Data extracted from a collection:
_ _ _ _ _ _ _

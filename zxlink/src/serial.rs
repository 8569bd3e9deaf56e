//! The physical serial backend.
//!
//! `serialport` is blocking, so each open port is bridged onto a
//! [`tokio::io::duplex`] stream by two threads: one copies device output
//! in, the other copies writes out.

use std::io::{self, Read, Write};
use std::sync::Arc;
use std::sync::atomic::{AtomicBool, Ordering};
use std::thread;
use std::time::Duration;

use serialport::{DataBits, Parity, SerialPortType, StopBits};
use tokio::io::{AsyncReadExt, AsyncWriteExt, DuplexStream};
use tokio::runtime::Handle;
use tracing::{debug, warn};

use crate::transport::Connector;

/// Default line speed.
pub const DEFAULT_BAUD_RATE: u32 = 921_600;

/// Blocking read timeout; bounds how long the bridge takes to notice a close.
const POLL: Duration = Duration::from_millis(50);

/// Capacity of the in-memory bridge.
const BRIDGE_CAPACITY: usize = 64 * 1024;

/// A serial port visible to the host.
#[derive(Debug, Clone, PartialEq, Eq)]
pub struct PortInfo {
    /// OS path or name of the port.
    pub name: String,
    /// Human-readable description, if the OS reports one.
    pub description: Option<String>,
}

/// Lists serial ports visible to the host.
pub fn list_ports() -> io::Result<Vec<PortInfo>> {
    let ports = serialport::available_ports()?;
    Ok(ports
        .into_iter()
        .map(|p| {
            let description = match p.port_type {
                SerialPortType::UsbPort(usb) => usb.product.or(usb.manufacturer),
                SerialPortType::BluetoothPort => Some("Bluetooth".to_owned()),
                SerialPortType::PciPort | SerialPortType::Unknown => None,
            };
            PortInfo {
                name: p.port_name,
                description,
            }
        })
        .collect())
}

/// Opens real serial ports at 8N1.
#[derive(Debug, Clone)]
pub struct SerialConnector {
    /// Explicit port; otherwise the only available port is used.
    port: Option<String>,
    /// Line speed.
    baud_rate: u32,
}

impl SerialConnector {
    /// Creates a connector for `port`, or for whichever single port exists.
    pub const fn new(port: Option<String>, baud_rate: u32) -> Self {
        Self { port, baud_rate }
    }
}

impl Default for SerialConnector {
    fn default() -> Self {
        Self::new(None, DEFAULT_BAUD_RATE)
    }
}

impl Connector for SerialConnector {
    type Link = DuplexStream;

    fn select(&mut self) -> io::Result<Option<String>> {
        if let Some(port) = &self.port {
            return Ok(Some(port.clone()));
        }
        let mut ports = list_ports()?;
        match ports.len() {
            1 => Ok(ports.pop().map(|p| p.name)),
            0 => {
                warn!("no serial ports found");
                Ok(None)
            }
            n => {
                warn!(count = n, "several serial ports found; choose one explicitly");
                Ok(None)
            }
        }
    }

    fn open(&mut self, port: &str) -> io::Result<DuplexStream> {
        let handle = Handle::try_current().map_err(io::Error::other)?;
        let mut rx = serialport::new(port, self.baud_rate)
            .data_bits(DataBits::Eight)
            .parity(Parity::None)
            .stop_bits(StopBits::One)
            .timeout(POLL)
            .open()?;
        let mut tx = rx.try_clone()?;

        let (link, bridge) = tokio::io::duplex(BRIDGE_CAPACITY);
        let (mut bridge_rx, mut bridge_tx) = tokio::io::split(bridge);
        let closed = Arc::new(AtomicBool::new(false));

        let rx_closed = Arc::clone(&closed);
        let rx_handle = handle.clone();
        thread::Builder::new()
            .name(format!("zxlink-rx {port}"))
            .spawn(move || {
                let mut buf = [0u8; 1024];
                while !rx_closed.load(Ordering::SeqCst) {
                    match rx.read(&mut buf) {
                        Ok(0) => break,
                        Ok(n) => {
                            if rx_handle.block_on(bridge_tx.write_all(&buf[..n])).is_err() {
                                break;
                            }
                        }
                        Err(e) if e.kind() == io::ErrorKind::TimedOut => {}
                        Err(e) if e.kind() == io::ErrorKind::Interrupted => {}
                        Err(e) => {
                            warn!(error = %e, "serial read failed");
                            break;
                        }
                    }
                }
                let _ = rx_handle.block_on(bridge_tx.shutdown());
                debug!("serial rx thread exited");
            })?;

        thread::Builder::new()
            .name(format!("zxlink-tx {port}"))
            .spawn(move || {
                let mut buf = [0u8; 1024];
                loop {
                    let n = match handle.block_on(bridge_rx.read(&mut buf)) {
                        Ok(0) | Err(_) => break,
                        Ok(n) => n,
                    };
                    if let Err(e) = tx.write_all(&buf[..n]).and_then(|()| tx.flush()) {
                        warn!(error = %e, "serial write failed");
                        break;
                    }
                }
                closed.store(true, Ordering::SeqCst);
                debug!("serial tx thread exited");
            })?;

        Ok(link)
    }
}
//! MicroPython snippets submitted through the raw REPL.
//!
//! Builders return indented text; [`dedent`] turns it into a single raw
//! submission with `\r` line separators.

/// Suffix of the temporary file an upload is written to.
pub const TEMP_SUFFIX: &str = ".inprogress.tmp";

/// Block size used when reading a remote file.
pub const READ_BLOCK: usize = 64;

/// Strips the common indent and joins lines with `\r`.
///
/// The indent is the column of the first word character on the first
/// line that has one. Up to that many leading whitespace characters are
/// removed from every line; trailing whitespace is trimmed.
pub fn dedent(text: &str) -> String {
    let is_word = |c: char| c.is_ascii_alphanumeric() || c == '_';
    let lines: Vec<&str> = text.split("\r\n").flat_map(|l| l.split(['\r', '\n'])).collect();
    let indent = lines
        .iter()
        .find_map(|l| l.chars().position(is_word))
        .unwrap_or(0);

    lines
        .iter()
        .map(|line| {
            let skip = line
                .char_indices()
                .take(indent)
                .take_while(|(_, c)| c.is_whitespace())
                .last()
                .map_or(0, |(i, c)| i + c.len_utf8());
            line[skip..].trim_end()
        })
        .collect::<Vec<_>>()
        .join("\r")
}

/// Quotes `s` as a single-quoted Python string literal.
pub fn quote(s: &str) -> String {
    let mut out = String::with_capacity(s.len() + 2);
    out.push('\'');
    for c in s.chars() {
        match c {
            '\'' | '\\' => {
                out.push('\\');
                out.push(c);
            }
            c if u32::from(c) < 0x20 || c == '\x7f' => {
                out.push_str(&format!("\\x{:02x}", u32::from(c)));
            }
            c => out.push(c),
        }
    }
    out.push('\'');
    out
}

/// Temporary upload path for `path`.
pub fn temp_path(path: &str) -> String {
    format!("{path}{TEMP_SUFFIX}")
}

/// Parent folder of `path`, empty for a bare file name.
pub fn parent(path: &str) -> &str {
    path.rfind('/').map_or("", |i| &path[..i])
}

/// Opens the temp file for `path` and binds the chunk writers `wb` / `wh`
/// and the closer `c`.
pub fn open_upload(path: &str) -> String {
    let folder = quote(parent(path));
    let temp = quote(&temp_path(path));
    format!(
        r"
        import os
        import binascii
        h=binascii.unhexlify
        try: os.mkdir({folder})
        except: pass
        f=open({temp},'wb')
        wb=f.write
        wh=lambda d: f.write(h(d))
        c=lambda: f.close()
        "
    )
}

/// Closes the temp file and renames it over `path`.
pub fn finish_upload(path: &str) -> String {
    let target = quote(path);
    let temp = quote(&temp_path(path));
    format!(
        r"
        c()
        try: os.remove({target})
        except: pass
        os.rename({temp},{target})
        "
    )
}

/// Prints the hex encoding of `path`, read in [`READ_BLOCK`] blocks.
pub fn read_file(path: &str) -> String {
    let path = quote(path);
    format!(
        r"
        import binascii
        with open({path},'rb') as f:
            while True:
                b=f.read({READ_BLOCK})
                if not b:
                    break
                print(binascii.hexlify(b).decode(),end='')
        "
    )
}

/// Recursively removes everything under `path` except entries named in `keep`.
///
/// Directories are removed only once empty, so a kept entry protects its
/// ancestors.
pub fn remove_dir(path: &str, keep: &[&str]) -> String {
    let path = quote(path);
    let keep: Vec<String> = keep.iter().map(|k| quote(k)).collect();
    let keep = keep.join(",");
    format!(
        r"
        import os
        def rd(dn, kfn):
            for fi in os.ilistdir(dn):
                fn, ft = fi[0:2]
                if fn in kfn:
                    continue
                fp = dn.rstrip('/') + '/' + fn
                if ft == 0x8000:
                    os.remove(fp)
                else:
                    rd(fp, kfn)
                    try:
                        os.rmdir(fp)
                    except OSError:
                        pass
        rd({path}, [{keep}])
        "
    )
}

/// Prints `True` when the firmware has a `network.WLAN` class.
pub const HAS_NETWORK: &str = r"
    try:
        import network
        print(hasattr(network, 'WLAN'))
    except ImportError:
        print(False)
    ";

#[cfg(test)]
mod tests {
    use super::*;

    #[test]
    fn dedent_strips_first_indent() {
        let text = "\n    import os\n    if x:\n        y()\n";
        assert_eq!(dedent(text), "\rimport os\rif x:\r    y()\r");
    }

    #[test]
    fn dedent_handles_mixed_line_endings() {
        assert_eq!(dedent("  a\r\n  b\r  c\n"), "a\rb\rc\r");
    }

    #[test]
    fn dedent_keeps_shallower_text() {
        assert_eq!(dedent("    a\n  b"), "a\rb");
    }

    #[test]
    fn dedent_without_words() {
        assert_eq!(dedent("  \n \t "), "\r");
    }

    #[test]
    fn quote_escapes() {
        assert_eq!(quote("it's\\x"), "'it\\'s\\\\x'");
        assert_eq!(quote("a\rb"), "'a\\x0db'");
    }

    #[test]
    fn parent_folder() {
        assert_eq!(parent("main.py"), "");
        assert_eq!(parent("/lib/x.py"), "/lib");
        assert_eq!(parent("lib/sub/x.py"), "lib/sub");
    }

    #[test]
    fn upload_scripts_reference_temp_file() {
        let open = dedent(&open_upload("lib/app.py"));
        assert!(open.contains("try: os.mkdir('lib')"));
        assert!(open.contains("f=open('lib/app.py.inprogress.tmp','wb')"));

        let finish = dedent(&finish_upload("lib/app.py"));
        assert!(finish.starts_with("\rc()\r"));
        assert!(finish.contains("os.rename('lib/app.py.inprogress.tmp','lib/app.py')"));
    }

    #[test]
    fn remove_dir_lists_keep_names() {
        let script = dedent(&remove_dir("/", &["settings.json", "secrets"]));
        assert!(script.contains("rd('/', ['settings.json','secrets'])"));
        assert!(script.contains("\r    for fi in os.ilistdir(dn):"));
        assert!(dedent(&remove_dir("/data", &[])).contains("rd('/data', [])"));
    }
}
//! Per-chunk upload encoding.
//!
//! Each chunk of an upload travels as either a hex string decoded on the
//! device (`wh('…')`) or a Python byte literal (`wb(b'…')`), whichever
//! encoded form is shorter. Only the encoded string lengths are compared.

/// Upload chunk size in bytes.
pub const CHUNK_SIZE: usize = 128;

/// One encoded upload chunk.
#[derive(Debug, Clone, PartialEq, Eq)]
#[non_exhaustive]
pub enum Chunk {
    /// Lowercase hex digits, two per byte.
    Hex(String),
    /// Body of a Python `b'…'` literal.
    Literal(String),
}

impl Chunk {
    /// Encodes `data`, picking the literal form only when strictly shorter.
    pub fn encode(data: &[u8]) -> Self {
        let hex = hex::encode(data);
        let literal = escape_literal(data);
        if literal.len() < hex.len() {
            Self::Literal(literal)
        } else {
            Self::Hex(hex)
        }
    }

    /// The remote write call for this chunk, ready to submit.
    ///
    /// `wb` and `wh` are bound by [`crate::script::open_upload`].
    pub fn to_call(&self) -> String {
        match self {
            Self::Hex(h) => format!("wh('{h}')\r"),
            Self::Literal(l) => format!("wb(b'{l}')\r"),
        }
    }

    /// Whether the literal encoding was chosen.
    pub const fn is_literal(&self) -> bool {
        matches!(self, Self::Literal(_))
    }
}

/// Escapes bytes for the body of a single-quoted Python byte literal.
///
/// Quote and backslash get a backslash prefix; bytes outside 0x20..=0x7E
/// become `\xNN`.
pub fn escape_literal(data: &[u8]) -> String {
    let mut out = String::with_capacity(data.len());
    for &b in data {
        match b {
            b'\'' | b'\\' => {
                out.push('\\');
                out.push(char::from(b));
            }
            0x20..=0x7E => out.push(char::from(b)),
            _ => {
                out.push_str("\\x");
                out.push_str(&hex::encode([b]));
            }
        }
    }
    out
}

_ _ _ _ _ _ _

▸ **Exercise**
Write out the lines of the entries, word for word, from the first through the one containing "copies writes out.", and stop at that line.

▸ **Solution to this task**
filename zxlink/src/serial.rs
repository 8569bd3e9deaf56e
//! The physical serial backend.
//!
//! `serialport` is blocking, so each open port is bridged onto a
//! [`tokio::io::duplex`] stream by two threads: one copies device output
//! in, the other copies writes out.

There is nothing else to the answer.